DIRECTIONS FOR THIS TASK — Take each line in the entries below that holds "collection" and show it.

★ ★ ★ ★ ★

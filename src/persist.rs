//! Hosted database access for form submissions.
//!
//! Rows go to a PostgREST-style endpoint: one POST per insert, authenticated
//! with an API key. The trait seam keeps form submitters testable without a
//! live database.

use serde_json::Value;
use thiserror::Error;
use tracing::{debug, info};

#[derive(Debug, Error)]
pub enum PersistError {
    #[error("Database is not reachable at {0}")]
    Connection(String),
    #[error("Database returned error {status}: {body}")]
    Api { status: u16, body: String },
    #[error("HTTP client error: {0}")]
    HttpClient(String),
}

/// Insert-only database seam.
pub trait PersistenceClient: Send + Sync {
    fn insert(&self, collection: &str, row: &Value) -> Result<(), PersistError>;
}

/// Client for a hosted PostgREST-compatible database.
pub struct HostedDbClient {
    base_url: String,
    api_key: String,
    client: reqwest::blocking::Client,
}

impl HostedDbClient {
    pub fn new(base_url: impl Into<String>, api_key: impl Into<String>) -> Self {
        Self {
            base_url: base_url.into(),
            api_key: api_key.into(),
            client: reqwest::blocking::Client::new(),
        }
    }
}

impl PersistenceClient for HostedDbClient {
    fn insert(&self, collection: &str, row: &Value) -> Result<(), PersistError> {
        let url = format!("{}/rest/v1/{}", self.base_url, collection);
        debug!(collection, "Inserting row");

        let response = self
            .client
            .post(&url)
            .header("apikey", &self.api_key)
            .header("Authorization", format!("Bearer {}", self.api_key))
            .header("Prefer", "return=minimal")
            .json(row)
            .send()
            .map_err(|e| {
                if e.is_connect() {
                    PersistError::Connection(self.base_url.clone())
                } else {
                    PersistError::HttpClient(e.to_string())
                }
            })?;

        let status = response.status();
        if !status.is_success() {
            let body = response.text().unwrap_or_default();
            return Err(PersistError::Api {
                status: status.as_u16(),
                body,
            });
        }

        info!(collection, "Row inserted");
        Ok(())
    }
}

/// In-memory stand-in recording every insert.
pub struct MockPersistenceClient {
    inserted: std::sync::Mutex<Vec<(String, Value)>>,
    fail_with: Option<String>,
}

impl MockPersistenceClient {
    pub fn new() -> Self {
        Self {
            inserted: std::sync::Mutex::new(Vec::new()),
            fail_with: None,
        }
    }

    pub fn failing(message: impl Into<String>) -> Self {
        Self {
            inserted: std::sync::Mutex::new(Vec::new()),
            fail_with: Some(message.into()),
        }
    }

    pub fn inserted(&self) -> Vec<(String, Value)> {
        self.inserted.lock().unwrap().clone()
    }
}

impl Default for MockPersistenceClient {
    fn default() -> Self {
        Self::new()
    }
}

impl PersistenceClient for MockPersistenceClient {
    fn insert(&self, collection: &str, row: &Value) -> Result<(), PersistError> {
        if let Some(message) = &self.fail_with {
            return Err(PersistError::Connection(message.clone()));
        }
        self.inserted
            .lock()
            .unwrap()
            .push((collection.to_string(), row.clone()));
        Ok(())
    }
}

#[cfg(test)]
mod tests {
    use super::*;
    use serde_json::json;

    #[test]
    fn mock_records_inserts() {
        let mock = MockPersistenceClient::new();
        mock.insert("bookings", &json!({"name": "Pat"})).unwrap();
        mock.insert("bookings", &json!({"name": "Sam"})).unwrap();

        let rows = mock.inserted();
        assert_eq!(rows.len(), 2);
        assert_eq!(rows[0].0, "bookings");
        assert_eq!(rows[1].1["name"], "Sam");
    }

    #[test]
    fn failing_mock_records_nothing() {
        let mock = MockPersistenceClient::failing("db down");
        let err = mock.insert("bookings", &json!({})).unwrap_err();
        assert!(matches!(err, PersistError::Connection(_)));
        assert!(mock.inserted().is_empty());
    }
}
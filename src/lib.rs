//! Lead-capture backend for a junk-removal brokerage.
//!
//! A visitor photographs their junk pile; a vision model turns the photo
//! into an editable item list; a text model prices the confirmed list
//! against a fixed rubric; and the resulting quote carries into a booking
//! form. Manual catalog entry, contact and provider-signup forms, and
//! address/ZIP lookups round out the funnel. Everything external sits
//! behind a trait seam so the whole surface tests against mocks.

pub mod api;
pub mod config;
pub mod forms;
pub mod geo;
pub mod models;
pub mod persist;
pub mod pipeline;
pub mod quote;
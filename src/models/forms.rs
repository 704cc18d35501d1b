//! Flat form-field records assembled from client submissions.
//!
//! Each record is inserted as a single row into a named hosted-database
//! collection and never read back — fire-and-forget writes, so there is no
//! local lifecycle beyond submission (see `forms::submit_*`).

use serde::{Deserialize, Serialize};

/// Booking request, optionally pre-filled with a finalized quote.
#[derive(Debug, Clone, Default, Serialize, Deserialize)]
pub struct BookingRequest {
    pub name: String,
    pub phone: String,
    pub email: String,
    pub address: String,
    pub zip: String,
    /// Requested pickup date (YYYY-MM-DD).
    pub preferred_date: String,
    /// Requested arrival window, e.g. "8am-12pm".
    pub time_window: String,
    /// Free-text description of what needs to go.
    pub item_summary: String,
    /// Populated when the booking was reached through the quote flow —
    /// `"2x Sofa"`-style lines from the handed-off `QuoteEstimate`.
    #[serde(default, skip_serializing_if = "Option::is_none")]
    pub items_detected: Option<Vec<String>>,
    #[serde(default, skip_serializing_if = "Option::is_none")]
    pub estimated_volume: Option<String>,
    #[serde(default, skip_serializing_if = "Option::is_none")]
    pub price_min: Option<f64>,
    #[serde(default, skip_serializing_if = "Option::is_none")]
    pub price_max: Option<f64>,
    #[serde(default, skip_serializing_if = "Option::is_none")]
    pub notes: Option<String>,
}

/// Contact-page message.
#[derive(Debug, Clone, Default, Serialize, Deserialize)]
pub struct ContactMessage {
    pub name: String,
    pub email: String,
    #[serde(default, skip_serializing_if = "Option::is_none")]
    pub phone: Option<String>,
    pub message: String,
}

/// Hauler partner application.
#[derive(Debug, Clone, Default, Serialize, Deserialize)]
pub struct ProviderSignup {
    pub business_name: String,
    pub contact_name: String,
    pub phone: String,
    pub email: String,
    /// ZIP codes the provider services.
    pub service_zips: Vec<String>,
    pub truck_count: u32,
    #[serde(default, skip_serializing_if = "Option::is_none")]
    pub notes: Option<String>,
}

#[cfg(test)]
mod tests {
    use super::*;

    #[test]
    fn booking_round_trips_without_quote_fields() {
        let booking = BookingRequest {
            name: "Dana Smith".into(),
            phone: "555-0100".into(),
            email: "dana@example.com".into(),
            address: "12 Oak St".into(),
            zip: "30301".into(),
            preferred_date: "2026-09-04".into(),
            time_window: "8am-12pm".into(),
            item_summary: "Old couch and boxes".into(),
            ..Default::default()
        };
        let json = serde_json::to_value(&booking).unwrap();
        // Absent quote fields are omitted, not null
        assert!(json.get("items_detected").is_none());
        assert!(json.get("price_min").is_none());

        let back: BookingRequest = serde_json::from_value(json).unwrap();
        assert_eq!(back.name, "Dana Smith");
        assert!(back.items_detected.is_none());
    }

    #[test]
    fn booking_carries_quote_fields_when_present() {
        let booking = BookingRequest {
            items_detected: Some(vec!["2x Sofa".into()]),
            price_min: Some(199.0),
            price_max: Some(279.0),
            ..Default::default()
        };
        let json = serde_json::to_value(&booking).unwrap();
        assert_eq!(json["items_detected"][0], "2x Sofa");
        assert_eq!(json["price_max"], 279.0);
    }
}
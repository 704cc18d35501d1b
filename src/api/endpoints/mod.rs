//! HTTP endpoint handlers, grouped by surface.

pub mod forms;
pub mod geo;
pub mod health;
pub mod quote;
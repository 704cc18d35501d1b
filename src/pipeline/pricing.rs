//! Rubric-driven price estimation for a confirmed item list.
//!
//! The prompt embeds the fixed pricing rubric (volume tiers plus per-item
//! bulky rates) and demands a JSON reply with an exact $80 span. The reply
//! is shape-validated here; the span itself is enforced afterwards by
//! `corrector::enforce_span` — the model's arithmetic is never trusted.

use std::sync::Arc;

use serde::Deserialize;
use tracing::info;

use super::client::LlmClient;
use super::detect::strip_json_fences;
use super::QuoteError;
use crate::models::{format_item_lines, DetectedItem, PriceEstimate, PriceRange};

/// Fixed pricing rubric embedded in every estimation prompt.
///
/// Tiers run minimum-load through full truck; bulky rates cover single
/// large items priced individually.
pub const PRICING_RUBRIC: &str = "\
VOLUME TIERS (price covers labor, hauling, disposal):\n\
- Minimum Load (1-2 small items): $99-$179\n\
- 1/8 Truck: $139-$219\n\
- 1/4 Truck: $199-$279\n\
- 3/8 Truck: $269-$349\n\
- 1/2 Truck: $319-$399\n\
- 5/8 Truck: $379-$459\n\
- 3/4 Truck: $439-$519\n\
- 7/8 Truck: $499-$579\n\
- Full Truck: $549-$629\n\
\n\
BULKY ITEM RATES (per item):\n\
- Mattress or box spring: $129\n\
- Sofa or sectional piece: $159\n\
- Refrigerator or freezer: $179\n\
- Washer, dryer, or other appliance: $149\n\
- Television: $99\n\
- Treadmill or exercise machine: $199\n\
- Piano: $349\n\
- Hot tub: $399";

/// Price estimator over an injected text model client.
pub struct PriceEstimator {
    llm: Arc<dyn LlmClient>,
    model: String,
}

impl PriceEstimator {
    pub fn new(llm: Arc<dyn LlmClient>, model: impl Into<String>) -> Self {
        Self {
            llm,
            model: model.into(),
        }
    }

    /// Estimate a price range for a non-empty item list.
    ///
    /// The returned estimate is shape-validated but its span is NOT yet
    /// normalized — callers apply `corrector::enforce_span` before the
    /// value reaches a user.
    pub fn estimate(&self, items: &[DetectedItem]) -> Result<PriceEstimate, QuoteError> {
        if items.is_empty() {
            return Err(QuoteError::EmptyItemList);
        }

        let _span = tracing::info_span!("estimate_price", model = %self.model).entered();
        let start = std::time::Instant::now();

        let prompt = build_pricing_prompt(items);
        let raw = self.llm.generate(&self.model, &prompt)?;
        let estimate = parse_estimate_response(&raw)?;

        info!(
            model = %self.model,
            elapsed_ms = %start.elapsed().as_millis(),
            min = estimate.price_range.min,
            max = estimate.price_range.max,
            "Price estimation complete"
        );

        Ok(estimate)
    }
}

/// Build the estimation prompt for an item list.
pub fn build_pricing_prompt(items: &[DetectedItem]) -> String {
    let lines = format_item_lines(items).join("\n");
    format!(
        "You estimate junk removal prices for a hauling brokerage.\n\
         \n\
         {PRICING_RUBRIC}\n\
         \n\
         ITEMS TO HAUL:\n\
         {lines}\n\
         \n\
         Pick volume-tier pricing for mixed loads. For 1-3 large single \
         items, sum the bulky item rates instead and use that as the minimum.\n\
         The range must span exactly $80 (max = min + 80).\n\
         Respond with ONLY a JSON object:\n\
         {{\"estimatedVolume\": \"...\", \"priceRange\": {{\"min\": 0, \"max\": 0}}, \"summary\": \"...\"}}"
    )
}

/// Parse and shape-validate the estimator reply.
///
/// `estimatedVolume` and `priceRange` (with numeric min/max) are required;
/// their absence is `SchemaMismatch`. A missing summary is tolerated.
pub fn parse_estimate_response(response: &str) -> Result<PriceEstimate, QuoteError> {
    #[derive(Deserialize)]
    struct RawEstimate {
        #[serde(rename = "estimatedVolume")]
        estimated_volume: Option<String>,
        #[serde(rename = "priceRange")]
        price_range: Option<RawRange>,
        summary: Option<String>,
    }

    #[derive(Deserialize)]
    struct RawRange {
        min: Option<f64>,
        max: Option<f64>,
    }

    let json_str = strip_json_fences(response);
    let raw: RawEstimate = serde_json::from_str(json_str)
        .map_err(|e| QuoteError::JsonParsing(e.to_string()))?;

    let estimated_volume = raw
        .estimated_volume
        .ok_or_else(|| QuoteError::SchemaMismatch("missing \"estimatedVolume\"".into()))?;
    let range = raw
        .price_range
        .ok_or_else(|| QuoteError::SchemaMismatch("missing \"priceRange\"".into()))?;
    let min = range
        .min
        .ok_or_else(|| QuoteError::SchemaMismatch("missing \"priceRange.min\"".into()))?;
    let max = range
        .max
        .ok_or_else(|| QuoteError::SchemaMismatch("missing \"priceRange.max\"".into()))?;

    Ok(PriceEstimate {
        estimated_volume,
        price_range: PriceRange { min, max },
        summary: raw.summary.unwrap_or_default(),
    })
}
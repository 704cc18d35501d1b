//! Validation and submission of the three public forms.
//!
//! Each submitter validates field-by-field, stamps the row with an id and a
//! submission timestamp, and inserts it through the persistence seam. A
//! failed insert never mutates the caller's form, so the visitor's input
//! survives a retry.

use chrono::Utc;
use serde_json::json;
use thiserror::Error;
use tracing::info;
use uuid::Uuid;

use crate::geo::is_valid_zip;
use crate::models::{BookingRequest, ContactMessage, ProviderSignup};
use crate::persist::{PersistError, PersistenceClient};

#[derive(Debug, Error, PartialEq)]
pub enum FormError {
    #[error("Missing required field: {0}")]
    MissingField(&'static str),
    #[error("Invalid {field}: {reason}")]
    InvalidField {
        field: &'static str,
        reason: &'static str,
    },
}

#[derive(Debug, Error)]
pub enum SubmitError {
    #[error(transparent)]
    Invalid(#[from] FormError),
    #[error(transparent)]
    Persist(#[from] PersistError),
}

fn require(field: &'static str, value: &str) -> Result<(), FormError> {
    if value.trim().is_empty() {
        return Err(FormError::MissingField(field));
    }
    Ok(())
}

fn require_email(field: &'static str, value: &str) -> Result<(), FormError> {
    require(field, value)?;
    let valid = match value.split_once('@') {
        Some((local, domain)) => !local.is_empty() && domain.contains('.'),
        None => false,
    };
    if !valid {
        return Err(FormError::InvalidField {
            field,
            reason: "not a valid email address",
        });
    }
    Ok(())
}

fn require_phone(field: &'static str, value: &str) -> Result<(), FormError> {
    require(field, value)?;
    let digits = value.chars().filter(|c| c.is_ascii_digit()).count();
    if digits < 10 {
        return Err(FormError::InvalidField {
            field,
            reason: "must contain at least 10 digits",
        });
    }
    Ok(())
}

pub fn validate_booking(form: &BookingRequest) -> Result<(), FormError> {
    require("name", &form.name)?;
    require_phone("phone", &form.phone)?;
    require_email("email", &form.email)?;
    require("address", &form.address)?;
    require("zip", &form.zip)?;
    if !is_valid_zip(&form.zip) {
        return Err(FormError::InvalidField {
            field: "zip",
            reason: "must be a 5-digit ZIP code",
        });
    }
    require("preferred_date", &form.preferred_date)?;
    require("time_window", &form.time_window)?;
    require("item_summary", &form.item_summary)?;
    Ok(())
}

pub fn validate_contact(form: &ContactMessage) -> Result<(), FormError> {
    require("name", &form.name)?;
    require_email("email", &form.email)?;
    require("message", &form.message)?;
    Ok(())
}

pub fn validate_provider_signup(form: &ProviderSignup) -> Result<(), FormError> {
    require("business_name", &form.business_name)?;
    require("contact_name", &form.contact_name)?;
    require_phone("phone", &form.phone)?;
    require_email("email", &form.email)?;
    if form.service_zips.is_empty() {
        return Err(FormError::MissingField("service_zips"));
    }
    if form.service_zips.iter().any(|zip| !is_valid_zip(zip)) {
        return Err(FormError::InvalidField {
            field: "service_zips",
            reason: "every entry must be a 5-digit ZIP code",
        });
    }
    if form.truck_count == 0 {
        return Err(FormError::InvalidField {
            field: "truck_count",
            reason: "must be at least 1",
        });
    }
    Ok(())
}

/// Validate and insert a booking request, returning the stored row id.
pub fn submit_booking(
    client: &dyn PersistenceClient,
    form: &BookingRequest,
) -> Result<Uuid, SubmitError> {
    validate_booking(form)?;

    let id = Uuid::new_v4();
    let mut row = serde_json::to_value(form).unwrap_or_else(|_| json!({}));
    row["id"] = json!(id.to_string());
    row["submitted_at"] = json!(Utc::now().to_rfc3339());
    client.insert("bookings", &row)?;

    info!(%id, "Booking request stored");
    Ok(id)
}

/// Validate and insert a contact message, returning the stored row id.
pub fn submit_contact(
    client: &dyn PersistenceClient,
    form: &ContactMessage,
) -> Result<Uuid, SubmitError> {
    validate_contact(form)?;

    let id = Uuid::new_v4();
    let mut row = serde_json::to_value(form).unwrap_or_else(|_| json!({}));
    row["id"] = json!(id.to_string());
    row["submitted_at"] = json!(Utc::now().to_rfc3339());
    client.insert("contact_messages", &row)?;

    info!(%id, "Contact message stored");
    Ok(id)
}

/// Validate and insert a provider signup, returning the stored row id.
pub fn submit_provider_signup(
    client: &dyn PersistenceClient,
    form: &ProviderSignup,
) -> Result<Uuid, SubmitError> {
    validate_provider_signup(form)?;

    let id = Uuid::new_v4();
    let mut row = serde_json::to_value(form).unwrap_or_else(|_| json!({}));
    row["id"] = json!(id.to_string());
    row["submitted_at"] = json!(Utc::now().to_rfc3339());
    client.insert("provider_signups", &row)?;

    info!(%id, "Provider signup stored");
    Ok(id)
}

#[cfg(test)]
mod tests {
    use super::*;
    use crate::persist::MockPersistenceClient;

    fn booking() -> BookingRequest {
        BookingRequest {
            name: "Pat Doyle".into(),
            phone: "555-010-2030".into(),
            email: "pat@example.com".into(),
            address: "12 Elm St".into(),
            zip: "97214".into(),
            preferred_date: "2026-09-04".into(),
            time_window: "Morning (8am-12pm)".into(),
            item_summary: "2x Sofa, 1x Mattress".into(),
            items_detected: Some(vec!["2x Sofa".into(), "1x Mattress".into()]),
            estimated_volume: Some("About 1/2 truck load".into()),
            price_min: Some(319.0),
            price_max: Some(399.0),
            notes: None,
        }
    }

    #[test]
    fn valid_booking_is_stored_with_stamps() {
        let mock = MockPersistenceClient::new();
        let id = submit_booking(&mock, &booking()).unwrap();

        let rows = mock.inserted();
        assert_eq!(rows.len(), 1);
        assert_eq!(rows[0].0, "bookings");
        assert_eq!(rows[0].1["id"], id.to_string());
        assert_eq!(rows[0].1["name"], "Pat Doyle");
        assert_eq!(rows[0].1["price_min"], 319.0);
        assert!(rows[0].1["submitted_at"].is_string());
    }

    #[test]
    fn booking_without_quote_context_still_stores() {
        let mut form = booking();
        form.items_detected = None;
        form.estimated_volume = None;
        form.price_min = None;
        form.price_max = None;

        let mock = MockPersistenceClient::new();
        submit_booking(&mock, &form).unwrap();
        let row = &mock.inserted()[0].1;
        assert!(row.get("items_detected").is_none());
        assert!(row.get("price_min").is_none());
    }

    #[test]
    fn blank_name_is_rejected_before_insert() {
        let mut form = booking();
        form.name = "   ".into();

        let mock = MockPersistenceClient::new();
        let err = submit_booking(&mock, &form).unwrap_err();
        assert!(matches!(
            err,
            SubmitError::Invalid(FormError::MissingField("name"))
        ));
        assert!(mock.inserted().is_empty());
    }

    #[test]
    fn bad_zip_is_rejected() {
        let mut form = booking();
        form.zip = "9721".into();
        assert!(matches!(
            validate_booking(&form),
            Err(FormError::InvalidField { field: "zip", .. })
        ));
    }

    #[test]
    fn bad_email_is_rejected() {
        let mut form = booking();
        form.email = "pat-at-example".into();
        assert!(matches!(
            validate_booking(&form),
            Err(FormError::InvalidField { field: "email", .. })
        ));
    }

    #[test]
    fn short_phone_is_rejected() {
        let mut form = booking();
        form.phone = "555-1234".into();
        assert!(matches!(
            validate_booking(&form),
            Err(FormError::InvalidField { field: "phone", .. })
        ));
    }

    #[test]
    fn insert_failure_leaves_form_untouched() {
        let mock = MockPersistenceClient::failing("db down");
        let form = booking();
        let snapshot = serde_json::to_value(&form).unwrap();

        let err = submit_booking(&mock, &form).unwrap_err();
        assert!(matches!(err, SubmitError::Persist(_)));
        assert_eq!(serde_json::to_value(&form).unwrap(), snapshot);
    }

    #[test]
    fn contact_message_stores() {
        let mock = MockPersistenceClient::new();
        let form = ContactMessage {
            name: "Sam".into(),
            email: "sam@example.com".into(),
            phone: None,
            message: "Do you haul pianos?".into(),
        };
        submit_contact(&mock, &form).unwrap();
        assert_eq!(mock.inserted()[0].0, "contact_messages");
    }

    #[test]
    fn provider_signup_requires_service_zips() {
        let form = ProviderSignup {
            business_name: "Haul Bros".into(),
            contact_name: "Lee".into(),
            phone: "503-555-0100".into(),
            email: "lee@haulbros.example".into(),
            service_zips: vec![],
            truck_count: 2,
            notes: None,
        };
        assert_eq!(
            validate_provider_signup(&form),
            Err(FormError::MissingField("service_zips"))
        );
    }

    #[test]
    fn provider_signup_rejects_zero_trucks() {
        let form = ProviderSignup {
            business_name: "Haul Bros".into(),
            contact_name: "Lee".into(),
            phone: "503-555-0100".into(),
            email: "lee@haulbros.example".into(),
            service_zips: vec!["97214".into()],
            truck_count: 0,
            notes: None,
        };
        assert!(matches!(
            validate_provider_signup(&form),
            Err(FormError::InvalidField {
                field: "truck_count",
                ..
            })
        ));
    }
}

★ ★ ★ ★ ★

SOLUTION TO THIS PROBLEM —
    fn insert(&self, collection: &str, row: &Value) -> Result<(), PersistError>;
    fn insert(&self, collection: &str, row: &Value) -> Result<(), PersistError> {
        let url = format!("{}/rest/v1/{}", self.base_url, collection);
        debug!(collection, "Inserting row");
        info!(collection, "Row inserted");
    fn insert(&self, collection: &str, row: &Value) -> Result<(), PersistError> {
            .push((collection.to_string(), row.clone()));
//! collection and never read back — fire-and-forget writes, so there is no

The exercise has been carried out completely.